__What to work on__
In the entries below, find each line bearing the string "errors" and copy it.

__Available data__

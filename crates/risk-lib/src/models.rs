//! Core data models for the risk engine

use chrono::{DateTime, Utc};
use serde::ser::SerializeMap;
use serde::{Deserialize, Serialize, Serializer};
use std::ops::{Index, IndexMut};

/// Number of model features
pub const NUM_FEATURES: usize = 8;

/// One observed request, as reported by a service
#[derive(Debug, Clone, PartialEq, Serialize, Deserialize)]
#[serde(rename_all = "camelCase")]
pub struct TelemetryEvent {
    pub timestamp: DateTime<Utc>,
    pub service: String,
    pub route: String,
    pub status_code: u16,
    pub latency_ms: f64,
    pub memory_mb: f64,
    pub cpu_pct: f64,
    pub retries: u32,
    pub timeout: bool,
}

impl TelemetryEvent {
    pub fn is_server_error(&self) -> bool {
        self.status_code >= 500
    }
}

/// Identifier of a model feature
#[derive(Debug, Clone, Copy, PartialEq, Eq, Hash, PartialOrd, Ord, Serialize, Deserialize)]
#[serde(rename_all = "camelCase")]
pub enum FeatureKey {
    ErrorRate,
    P95LatencyMs,
    P99LatencyMs,
    AvgMemoryMb,
    AvgCpuPct,
    RetriesRate,
    TimeoutRate,
    TotalRequests,
}

impl FeatureKey {
    /// All features in model order
    pub const ALL: [FeatureKey; NUM_FEATURES] = [
        FeatureKey::ErrorRate,
        FeatureKey::P95LatencyMs,
        FeatureKey::P99LatencyMs,
        FeatureKey::AvgMemoryMb,
        FeatureKey::AvgCpuPct,
        FeatureKey::RetriesRate,
        FeatureKey::TimeoutRate,
        FeatureKey::TotalRequests,
    ];

    pub fn index(self) -> usize {
        self as usize
    }

    /// Wire name of the feature
    pub fn as_str(self) -> &'static str {
        match self {
            FeatureKey::ErrorRate => "errorRate",
            FeatureKey::P95LatencyMs => "p95LatencyMs",
            FeatureKey::P99LatencyMs => "p99LatencyMs",
            FeatureKey::AvgMemoryMb => "avgMemoryMb",
            FeatureKey::AvgCpuPct => "avgCpuPct",
            FeatureKey::RetriesRate => "retriesRate",
            FeatureKey::TimeoutRate => "timeoutRate",
            FeatureKey::TotalRequests => "totalRequests",
        }
    }
}

impl std::fmt::Display for FeatureKey {
    fn fmt(&self, f: &mut std::fmt::Formatter<'_>) -> std::fmt::Result {
        f.write_str(self.as_str())
    }
}

/// Dense per-feature values indexed by [`FeatureKey`]
///
/// Used for raw feature vectors, standardized vectors, model weights and
/// scaler statistics alike. Serializes as a map keyed by feature name.
#[derive(Debug, Clone, Copy, PartialEq, Default)]
pub struct FeatureValues(pub [f64; NUM_FEATURES]);

impl FeatureValues {
    pub const fn zeros() -> Self {
        Self([0.0; NUM_FEATURES])
    }

    pub const fn filled(value: f64) -> Self {
        Self([value; NUM_FEATURES])
    }

    pub fn dot(&self, other: &FeatureValues) -> f64 {
        self.0.iter().zip(other.0.iter()).map(|(a, b)| a * b).sum()
    }

    pub fn iter(&self) -> impl Iterator<Item = (FeatureKey, f64)> + '_ {
        FeatureKey::ALL.into_iter().map(move |k| (k, self[k]))
    }
}

impl Index<FeatureKey> for FeatureValues {
    type Output = f64;

    fn index(&self, key: FeatureKey) -> &f64 {
        &self.0[key.index()]
    }
}

impl IndexMut<FeatureKey> for FeatureValues {
    fn index_mut(&mut self, key: FeatureKey) -> &mut f64 {
        &mut self.0[key.index()]
    }
}

impl Serialize for FeatureValues {
    fn serialize<S: Serializer>(&self, serializer: S) -> Result<S::Ok, S::Error> {
        let mut map = serializer.serialize_map(Some(NUM_FEATURES))?;
        for (key, value) in self.iter() {
            map.serialize_entry(key.as_str(), &value)?;
        }
        map.end()
    }
}

/// Aggregated telemetry for one (service, route, bucket)
#[derive(Debug, Clone, PartialEq, Serialize, Deserialize)]
#[serde(rename_all = "camelCase")]
pub struct FeatureRow {
    pub service: String,
    pub route: String,
    pub bucket_start: DateTime<Utc>,
    pub error_rate: f64,
    pub p95_latency_ms: f64,
    pub p99_latency_ms: f64,
    pub avg_memory_mb: f64,
    pub avg_cpu_pct: f64,
    pub retries_rate: f64,
    pub timeout_rate: f64,
    pub total_requests: u64,
}

impl FeatureRow {
    pub fn values(&self) -> FeatureValues {
        FeatureValues([
            self.error_rate,
            self.p95_latency_ms,
            self.p99_latency_ms,
            self.avg_memory_mb,
            self.avg_cpu_pct,
            self.retries_rate,
            self.timeout_rate,
            self.total_requests as f64,
        ])
    }

    /// Whether this bucket looks like an incident at the given threshold
    pub fn is_incident(&self, incident_threshold: f64) -> bool {
        self.error_rate >= incident_threshold || self.timeout_rate >= incident_threshold
    }

    pub fn stream_key(&self) -> StreamKey<'_> {
        StreamKey {
            service: &self.service,
            route: &self.route,
        }
    }
}

/// Borrowed (service, route) identity of a feature stream
#[derive(Debug, Clone, Copy, PartialEq, Eq, Hash, PartialOrd, Ord)]
pub struct StreamKey<'a> {
    pub service: &'a str,
    pub route: &'a str,
}

/// Feature row with a forward-looking incident label
#[derive(Debug, Clone, PartialEq, Serialize)]
#[serde(rename_all = "camelCase")]
pub struct TrainingRow {
    #[serde(flatten)]
    pub row: FeatureRow,
    pub label: u8,
}

impl TrainingRow {
    pub fn is_positive(&self) -> bool {
        self.label == 1
    }
}

/// Externally supplied row for batch scoring; missing numbers count as zero
#[derive(Debug, Clone, Default, PartialEq, Serialize, Deserialize)]
#[serde(rename_all = "camelCase", default)]
pub struct PartialFeatureRow {
    pub service: Option<String>,
    pub route: Option<String>,
    pub bucket_start: Option<DateTime<Utc>>,
    pub error_rate: Option<f64>,
    pub p95_latency_ms: Option<f64>,
    pub p99_latency_ms: Option<f64>,
    pub avg_memory_mb: Option<f64>,
    pub avg_cpu_pct: Option<f64>,
    pub retries_rate: Option<f64>,
    pub timeout_rate: Option<f64>,
    pub total_requests: Option<f64>,
}

impl PartialFeatureRow {
    pub fn values(&self) -> FeatureValues {
        FeatureValues([
            self.error_rate.unwrap_or(0.0),
            self.p95_latency_ms.unwrap_or(0.0),
            self.p99_latency_ms.unwrap_or(0.0),
            self.avg_memory_mb.unwrap_or(0.0),
            self.avg_cpu_pct.unwrap_or(0.0),
            self.retries_rate.unwrap_or(0.0),
            self.timeout_rate.unwrap_or(0.0),
            self.total_requests.unwrap_or(0.0),
        ])
    }

    pub(crate) fn provided(&self) -> [(FeatureKey, Option<f64>); NUM_FEATURES] {
        [
            (FeatureKey::ErrorRate, self.error_rate),
            (FeatureKey::P95LatencyMs, self.p95_latency_ms),
            (FeatureKey::P99LatencyMs, self.p99_latency_ms),
            (FeatureKey::AvgMemoryMb, self.avg_memory_mb),
            (FeatureKey::AvgCpuPct, self.avg_cpu_pct),
            (FeatureKey::RetriesRate, self.retries_rate),
            (FeatureKey::TimeoutRate, self.timeout_rate),
            (FeatureKey::TotalRequests, self.total_requests),
        ]
    }
}

/// Signed contribution of one feature to a risk score's logit
#[derive(Debug, Clone, Copy, PartialEq, Serialize, Deserialize)]
pub struct FactorContribution {
    pub feature: FeatureKey,
    pub contribution: f64,
}

/// Scored feature row
#[derive(Debug, Clone, PartialEq, Serialize, Deserialize)]
#[serde(rename_all = "camelCase")]
pub struct PredictionResult {
    pub service: String,
    pub route: String,
    pub bucket_start: DateTime<Utc>,
    pub risk_score: f64,
    pub top_factors: Vec<FactorContribution>,
}
//! Feature ETL
//!
//! Buckets raw telemetry into fixed-width time windows and aggregates each
//! (service, route, bucket) group into a [`FeatureRow`].

use crate::models::{FeatureRow, TelemetryEvent};
use chrono::{DateTime, Duration, Utc};
use serde::Serialize;
use std::collections::BTreeMap;

const MS_PER_MINUTE: i64 = 60_000;

/// Result of one ETL run
#[derive(Debug, Clone, Serialize)]
#[serde(rename_all = "camelCase")]
pub struct EtlReport {
    pub generated_rows: usize,
    pub dataset: Vec<FeatureRow>,
}

/// Builds feature rows from buffered telemetry
#[derive(Debug, Clone, Copy)]
pub struct FeatureBuilder {
    bucket_ms: i64,
    lookback: Duration,
}

/// Running aggregate for one group
#[derive(Debug, Default)]
struct BucketAccumulator {
    count: u64,
    errors: u64,
    timeouts: u64,
    latencies: Vec<f64>,
    memory_sum: f64,
    cpu_sum: f64,
    retries_sum: f64,
}

impl BucketAccumulator {
    fn add(&mut self, event: &TelemetryEvent) {
        self.count += 1;
        if event.is_server_error() {
            self.errors += 1;
        }
        if event.timeout {
            self.timeouts += 1;
        }
        self.latencies.push(event.latency_ms);
        self.memory_sum += event.memory_mb;
        self.cpu_sum += event.cpu_pct;
        self.retries_sum += f64::from(event.retries);
    }

    fn finish(mut self, service: String, route: String, bucket_start: DateTime<Utc>) -> FeatureRow {
        let n = self.count as f64;
        self.latencies
            .sort_by(|a, b| a.partial_cmp(b).unwrap_or(std::cmp::Ordering::Equal));

        FeatureRow {
            service,
            route,
            bucket_start,
            error_rate: self.errors as f64 / n,
            p95_latency_ms: nearest_rank(&self.latencies, 95.0),
            p99_latency_ms: nearest_rank(&self.latencies, 99.0),
            avg_memory_mb: self.memory_sum / n,
            avg_cpu_pct: self.cpu_sum / n,
            retries_rate: self.retries_sum / n,
            timeout_rate: self.timeouts as f64 / n,
            total_requests: self.count,
        }
    }
}

impl FeatureBuilder {
    pub fn new(bucket_minutes: u32, lookback_hours: u32) -> Self {
        Self {
            bucket_ms: (i64::from(bucket_minutes) * MS_PER_MINUTE).max(1),
            lookback: Duration::hours(i64::from(lookback_hours)),
        }
    }

    /// Start of the bucket containing `timestamp`, in epoch milliseconds
    fn bucket_start_ms(&self, timestamp: &DateTime<Utc>) -> i64 {
        timestamp.timestamp_millis().div_euclid(self.bucket_ms) * self.bucket_ms
    }

    /// Aggregate events inside the lookback window ending at `now`
    ///
    /// Rows come back ordered by (service, route, bucket start), so every
    /// stream is ascending in time. Empty buckets are never produced.
    pub fn build<'a, I>(&self, events: I, now: DateTime<Utc>) -> Vec<FeatureRow>
    where
        I: IntoIterator<Item = &'a TelemetryEvent>,
    {
        // A lookback reaching past the representable range keeps everything
        let cutoff = now.checked_sub_signed(self.lookback);

        let mut groups: BTreeMap<(String, String, i64), BucketAccumulator> = BTreeMap::new();
        for event in events {
            if cutoff.is_some_and(|c| event.timestamp < c) {
                continue;
            }
            let key = (
                event.service.clone(),
                event.route.clone(),
                self.bucket_start_ms(&event.timestamp),
            );
            groups.entry(key).or_default().add(event);
        }

        groups
            .into_iter()
            .filter_map(|((service, route, start_ms), acc)| {
                let bucket_start = DateTime::<Utc>::from_timestamp_millis(start_ms)?;
                Some(acc.finish(service, route, bucket_start))
            })
            .collect()
    }
}

/// Nearest-rank percentile over an ascending slice
pub fn nearest_rank(sorted: &[f64], p: f64) -> f64 {
    if sorted.is_empty() {
        return 0.0;
    }
    let n = sorted.len();
    let rank = ((p / 100.0) * n as f64).ceil() as i64 - 1;
    let idx = rank.clamp(0, n as i64 - 1) as usize;
    sorted[idx]
}

#[cfg(test)]
mod tests {
    use super::*;
    use chrono::TimeZone;

    fn base_time() -> DateTime<Utc> {
        Utc.with_ymd_and_hms(2024, 3, 1, 12, 0, 0).unwrap()
    }

    fn create_test_event(route: &str, offset_secs: i64, status_code: u16, latency_ms: f64) -> TelemetryEvent {
        TelemetryEvent {
            timestamp: base_time() + Duration::seconds(offset_secs),
            service: "payments".to_string(),
            route: route.to_string(),
            status_code,
            latency_ms,
            memory_mb: 200.0,
            cpu_pct: 50.0,
            retries: 1,
            timeout: false,
        }
    }

    #[test]
    fn test_nearest_rank_percentile() {
        let values: Vec<f64> = (1..=10).map(f64::from).collect();
        assert_eq!(nearest_rank(&values, 95.0), 10.0);
        assert_eq!(nearest_rank(&values, 50.0), 5.0);
        assert_eq!(nearest_rank(&values, 0.0), 1.0);
        assert_eq!(nearest_rank(&[], 99.0), 0.0);

        let hundred: Vec<f64> = (1..=100).map(f64::from).collect();
        assert_eq!(nearest_rank(&hundred, 95.0), 95.0);
        assert_eq!(nearest_rank(&hundred, 99.0), 99.0);
    }

    #[test]
    fn test_single_bucket_aggregates() {
        let builder = FeatureBuilder::new(5, 24);
        let mut events = vec![
            create_test_event("/pay", 0, 200, 10.0),
            create_test_event("/pay", 30, 500, 20.0),
            create_test_event("/pay", 60, 503, 30.0),
            create_test_event("/pay", 90, 200, 40.0),
        ];
        events[3].timeout = true;
        events[3].retries = 5;

        let rows = builder.build(&events, base_time() + Duration::minutes(10));

        assert_eq!(rows.len(), 1);
        let row = &rows[0];
        assert_eq!(row.total_requests, 4);
        assert_eq!(row.error_rate, 0.5);
        assert_eq!(row.timeout_rate, 0.25);
        assert_eq!(row.p95_latency_ms, 40.0);
        assert_eq!(row.p99_latency_ms, 40.0);
        assert_eq!(row.avg_memory_mb, 200.0);
        assert_eq!(row.retries_rate, 2.0);
        assert_eq!(row.bucket_start, base_time());
    }

    #[test]
    fn test_buckets_split_by_route_and_time() {
        let builder = FeatureBuilder::new(10, 24);
        let events = vec![
            create_test_event("/b", 0, 200, 10.0),
            create_test_event("/a", 700, 200, 10.0),
            create_test_event("/a", 0, 200, 10.0),
            create_test_event("/a", 30, 500, 10.0),
        ];

        let rows = builder.build(&events, base_time() + Duration::hours(1));

        assert_eq!(rows.len(), 3);
        assert_eq!(rows[0].route, "/a");
        assert_eq!(rows[0].total_requests, 2);
        assert_eq!(rows[1].route, "/a");
        assert_eq!(rows[1].bucket_start, base_time() + Duration::minutes(10));
        assert_eq!(rows[2].route, "/b");
        assert!(rows[0].bucket_start < rows[1].bucket_start);
    }

    #[test]
    fn test_lookback_excludes_old_events() {
        let builder = FeatureBuilder::new(5, 1);
        let events = vec![
            create_test_event("/pay", 0, 200, 10.0),
            create_test_event("/pay", 3 * 3600, 200, 10.0),
        ];

        let rows = builder.build(&events, base_time() + Duration::hours(3) + Duration::minutes(1));

        assert_eq!(rows.len(), 1);
        assert_eq!(rows[0].bucket_start, base_time() + Duration::hours(3));
    }

    #[test]
    fn test_error_rate_matches_counts() {
        let builder = FeatureBuilder::new(60, 24);
        let events: Vec<_> = (0..30)
            .map(|i| create_test_event("/pay", i * 10, if i % 3 == 0 { 500 } else { 200 }, 5.0))
            .collect();

        let rows = builder.build(&events, base_time() + Duration::hours(2));

        for row in &rows {
            assert!(row.total_requests > 0);
            assert!((0.0..=1.0).contains(&row.error_rate));
            assert!((0.0..=1.0).contains(&row.timeout_rate));
        }
        assert_eq!(rows[0].error_rate, 10.0 / 30.0);
    }

    #[test]
    fn test_no_events_no_rows() {
        let builder = FeatureBuilder::new(5, 24);
        let events: Vec<TelemetryEvent> = Vec::new();
        assert!(builder.build(&events, base_time()).is_empty());
    }
}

__Your response__
    errors: u64,
            self.errors += 1;
            error_rate: self.errors as f64 / n,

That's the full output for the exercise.